## EXERCISE
Output, without alteration, the first line of the entries and each line after it, stopping with the line that contains "async fn health_check_handler()".

· · · ·

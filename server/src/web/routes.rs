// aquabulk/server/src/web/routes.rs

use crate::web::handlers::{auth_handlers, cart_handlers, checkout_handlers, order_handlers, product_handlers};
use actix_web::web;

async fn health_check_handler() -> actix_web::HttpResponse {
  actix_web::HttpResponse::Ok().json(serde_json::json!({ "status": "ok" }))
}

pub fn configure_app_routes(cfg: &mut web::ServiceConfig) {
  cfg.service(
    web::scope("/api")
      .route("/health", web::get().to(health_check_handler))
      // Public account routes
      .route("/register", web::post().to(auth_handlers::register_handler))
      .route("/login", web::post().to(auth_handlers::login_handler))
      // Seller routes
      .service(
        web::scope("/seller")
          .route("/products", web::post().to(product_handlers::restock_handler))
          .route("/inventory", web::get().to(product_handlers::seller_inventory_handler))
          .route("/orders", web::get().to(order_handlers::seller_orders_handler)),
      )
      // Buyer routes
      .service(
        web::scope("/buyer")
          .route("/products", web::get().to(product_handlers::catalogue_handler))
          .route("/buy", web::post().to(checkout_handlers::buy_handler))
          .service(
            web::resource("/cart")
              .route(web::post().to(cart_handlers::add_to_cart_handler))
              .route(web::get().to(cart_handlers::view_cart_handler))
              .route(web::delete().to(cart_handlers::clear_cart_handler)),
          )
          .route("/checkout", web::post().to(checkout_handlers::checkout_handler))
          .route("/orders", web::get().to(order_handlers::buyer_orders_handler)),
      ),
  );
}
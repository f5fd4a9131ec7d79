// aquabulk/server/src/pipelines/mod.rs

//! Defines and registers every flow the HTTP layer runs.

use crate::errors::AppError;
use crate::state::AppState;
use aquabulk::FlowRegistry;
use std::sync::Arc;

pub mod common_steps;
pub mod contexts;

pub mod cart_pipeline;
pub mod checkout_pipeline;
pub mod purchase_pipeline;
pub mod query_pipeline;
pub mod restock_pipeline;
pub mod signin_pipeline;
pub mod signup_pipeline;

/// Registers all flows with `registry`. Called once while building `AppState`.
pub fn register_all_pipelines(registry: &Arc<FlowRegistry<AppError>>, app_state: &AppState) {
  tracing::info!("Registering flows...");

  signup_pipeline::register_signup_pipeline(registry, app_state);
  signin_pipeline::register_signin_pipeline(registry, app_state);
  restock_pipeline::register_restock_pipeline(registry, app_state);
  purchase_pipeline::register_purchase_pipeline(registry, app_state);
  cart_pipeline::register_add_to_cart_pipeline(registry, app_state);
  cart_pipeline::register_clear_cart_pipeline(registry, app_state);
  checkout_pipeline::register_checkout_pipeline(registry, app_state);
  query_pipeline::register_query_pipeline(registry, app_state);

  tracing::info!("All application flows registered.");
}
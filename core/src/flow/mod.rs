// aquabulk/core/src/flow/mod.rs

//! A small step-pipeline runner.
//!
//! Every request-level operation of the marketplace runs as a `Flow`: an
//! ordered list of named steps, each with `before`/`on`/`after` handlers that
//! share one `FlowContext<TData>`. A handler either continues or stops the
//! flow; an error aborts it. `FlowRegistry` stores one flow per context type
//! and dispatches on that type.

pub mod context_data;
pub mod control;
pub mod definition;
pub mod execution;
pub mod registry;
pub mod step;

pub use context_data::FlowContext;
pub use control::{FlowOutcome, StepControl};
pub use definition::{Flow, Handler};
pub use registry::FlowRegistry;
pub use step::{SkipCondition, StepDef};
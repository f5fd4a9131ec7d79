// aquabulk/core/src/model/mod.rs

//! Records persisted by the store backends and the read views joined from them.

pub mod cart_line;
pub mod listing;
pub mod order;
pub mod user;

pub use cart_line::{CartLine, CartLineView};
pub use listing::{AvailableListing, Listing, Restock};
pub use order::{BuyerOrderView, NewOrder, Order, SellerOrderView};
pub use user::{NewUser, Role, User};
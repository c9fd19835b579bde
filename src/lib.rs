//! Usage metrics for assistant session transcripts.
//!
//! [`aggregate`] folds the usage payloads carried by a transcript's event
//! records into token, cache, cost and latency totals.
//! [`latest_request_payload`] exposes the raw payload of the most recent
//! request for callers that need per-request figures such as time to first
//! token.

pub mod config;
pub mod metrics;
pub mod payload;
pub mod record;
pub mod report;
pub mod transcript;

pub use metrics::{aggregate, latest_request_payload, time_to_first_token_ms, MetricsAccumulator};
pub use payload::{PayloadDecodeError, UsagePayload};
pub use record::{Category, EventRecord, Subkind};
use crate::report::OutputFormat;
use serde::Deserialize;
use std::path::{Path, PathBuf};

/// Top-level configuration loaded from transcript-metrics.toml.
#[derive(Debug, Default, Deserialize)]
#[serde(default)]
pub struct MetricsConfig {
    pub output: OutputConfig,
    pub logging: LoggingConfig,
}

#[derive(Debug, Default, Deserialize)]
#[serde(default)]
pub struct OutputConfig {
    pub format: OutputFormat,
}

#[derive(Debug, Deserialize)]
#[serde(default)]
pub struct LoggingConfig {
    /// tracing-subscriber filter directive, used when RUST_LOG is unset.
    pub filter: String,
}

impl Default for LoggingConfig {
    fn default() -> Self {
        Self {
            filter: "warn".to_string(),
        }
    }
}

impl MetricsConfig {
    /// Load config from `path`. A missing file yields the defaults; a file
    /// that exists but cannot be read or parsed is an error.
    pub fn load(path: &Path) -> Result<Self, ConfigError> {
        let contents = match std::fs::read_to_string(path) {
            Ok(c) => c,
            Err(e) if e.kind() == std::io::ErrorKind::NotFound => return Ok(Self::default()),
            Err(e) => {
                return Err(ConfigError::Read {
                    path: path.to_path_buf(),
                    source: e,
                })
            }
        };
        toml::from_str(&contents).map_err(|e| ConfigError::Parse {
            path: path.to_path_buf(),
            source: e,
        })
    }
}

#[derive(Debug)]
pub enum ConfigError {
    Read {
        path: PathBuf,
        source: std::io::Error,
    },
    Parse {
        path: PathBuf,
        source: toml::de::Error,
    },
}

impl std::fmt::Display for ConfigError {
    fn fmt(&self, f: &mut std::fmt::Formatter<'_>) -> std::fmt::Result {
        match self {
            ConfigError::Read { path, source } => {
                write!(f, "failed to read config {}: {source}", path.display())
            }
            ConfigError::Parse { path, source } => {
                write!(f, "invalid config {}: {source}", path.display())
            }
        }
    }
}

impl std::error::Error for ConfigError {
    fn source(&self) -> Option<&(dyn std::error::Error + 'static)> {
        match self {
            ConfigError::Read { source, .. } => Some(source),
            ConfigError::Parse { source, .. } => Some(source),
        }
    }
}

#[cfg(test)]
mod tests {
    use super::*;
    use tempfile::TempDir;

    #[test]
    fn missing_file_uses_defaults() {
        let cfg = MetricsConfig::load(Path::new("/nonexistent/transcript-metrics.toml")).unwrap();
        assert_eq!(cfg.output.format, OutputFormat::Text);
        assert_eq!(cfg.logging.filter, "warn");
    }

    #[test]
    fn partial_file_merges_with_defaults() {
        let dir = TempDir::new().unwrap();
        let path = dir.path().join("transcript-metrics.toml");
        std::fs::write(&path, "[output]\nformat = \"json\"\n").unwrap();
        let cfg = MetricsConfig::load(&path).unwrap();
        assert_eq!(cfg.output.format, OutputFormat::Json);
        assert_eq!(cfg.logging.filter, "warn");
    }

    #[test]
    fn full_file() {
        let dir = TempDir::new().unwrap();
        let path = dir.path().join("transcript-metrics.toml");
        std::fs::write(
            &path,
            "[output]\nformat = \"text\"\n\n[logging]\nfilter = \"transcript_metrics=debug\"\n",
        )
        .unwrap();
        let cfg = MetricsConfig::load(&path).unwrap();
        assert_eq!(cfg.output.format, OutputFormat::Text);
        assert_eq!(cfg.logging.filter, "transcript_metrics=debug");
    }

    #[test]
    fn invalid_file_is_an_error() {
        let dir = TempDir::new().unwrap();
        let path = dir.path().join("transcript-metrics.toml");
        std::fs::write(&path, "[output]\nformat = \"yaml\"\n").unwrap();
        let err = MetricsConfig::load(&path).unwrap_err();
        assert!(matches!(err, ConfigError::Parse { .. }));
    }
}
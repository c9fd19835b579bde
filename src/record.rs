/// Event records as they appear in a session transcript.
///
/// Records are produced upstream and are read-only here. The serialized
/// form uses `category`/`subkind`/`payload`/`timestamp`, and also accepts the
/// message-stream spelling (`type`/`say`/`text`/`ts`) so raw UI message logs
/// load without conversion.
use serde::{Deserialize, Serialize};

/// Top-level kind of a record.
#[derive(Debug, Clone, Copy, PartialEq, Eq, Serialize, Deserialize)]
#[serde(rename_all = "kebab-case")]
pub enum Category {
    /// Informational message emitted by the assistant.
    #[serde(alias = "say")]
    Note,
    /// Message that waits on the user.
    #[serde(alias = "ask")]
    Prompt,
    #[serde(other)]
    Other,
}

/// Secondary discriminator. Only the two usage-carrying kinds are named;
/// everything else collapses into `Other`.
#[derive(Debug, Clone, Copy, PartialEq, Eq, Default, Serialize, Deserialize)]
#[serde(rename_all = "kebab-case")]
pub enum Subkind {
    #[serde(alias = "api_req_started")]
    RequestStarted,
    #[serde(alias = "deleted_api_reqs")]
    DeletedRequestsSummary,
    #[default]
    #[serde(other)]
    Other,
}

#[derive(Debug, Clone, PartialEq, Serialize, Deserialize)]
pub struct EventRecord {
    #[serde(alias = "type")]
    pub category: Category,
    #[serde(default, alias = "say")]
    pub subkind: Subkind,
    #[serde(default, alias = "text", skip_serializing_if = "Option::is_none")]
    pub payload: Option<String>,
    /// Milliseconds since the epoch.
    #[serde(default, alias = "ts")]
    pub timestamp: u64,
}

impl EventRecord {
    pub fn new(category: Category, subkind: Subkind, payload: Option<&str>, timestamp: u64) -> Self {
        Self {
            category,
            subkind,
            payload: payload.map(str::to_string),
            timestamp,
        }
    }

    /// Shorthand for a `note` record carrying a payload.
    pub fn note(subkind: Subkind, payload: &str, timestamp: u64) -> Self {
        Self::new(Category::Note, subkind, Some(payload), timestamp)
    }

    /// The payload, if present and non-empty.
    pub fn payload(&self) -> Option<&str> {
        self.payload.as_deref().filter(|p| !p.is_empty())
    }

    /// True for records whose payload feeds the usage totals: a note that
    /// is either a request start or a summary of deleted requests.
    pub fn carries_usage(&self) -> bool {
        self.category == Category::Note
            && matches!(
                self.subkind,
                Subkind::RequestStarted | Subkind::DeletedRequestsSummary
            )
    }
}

· · · ·

## RESPONSE TO THE TASK
filename server/src/web/routes.rs
// aquabulk/server/src/web/routes.rs

use crate::web::handlers::{auth_handlers, cart_handlers, checkout_handlers, order_handlers, product_handlers};
use actix_web::web;

async fn health_check_handler() -> actix_web::HttpResponse {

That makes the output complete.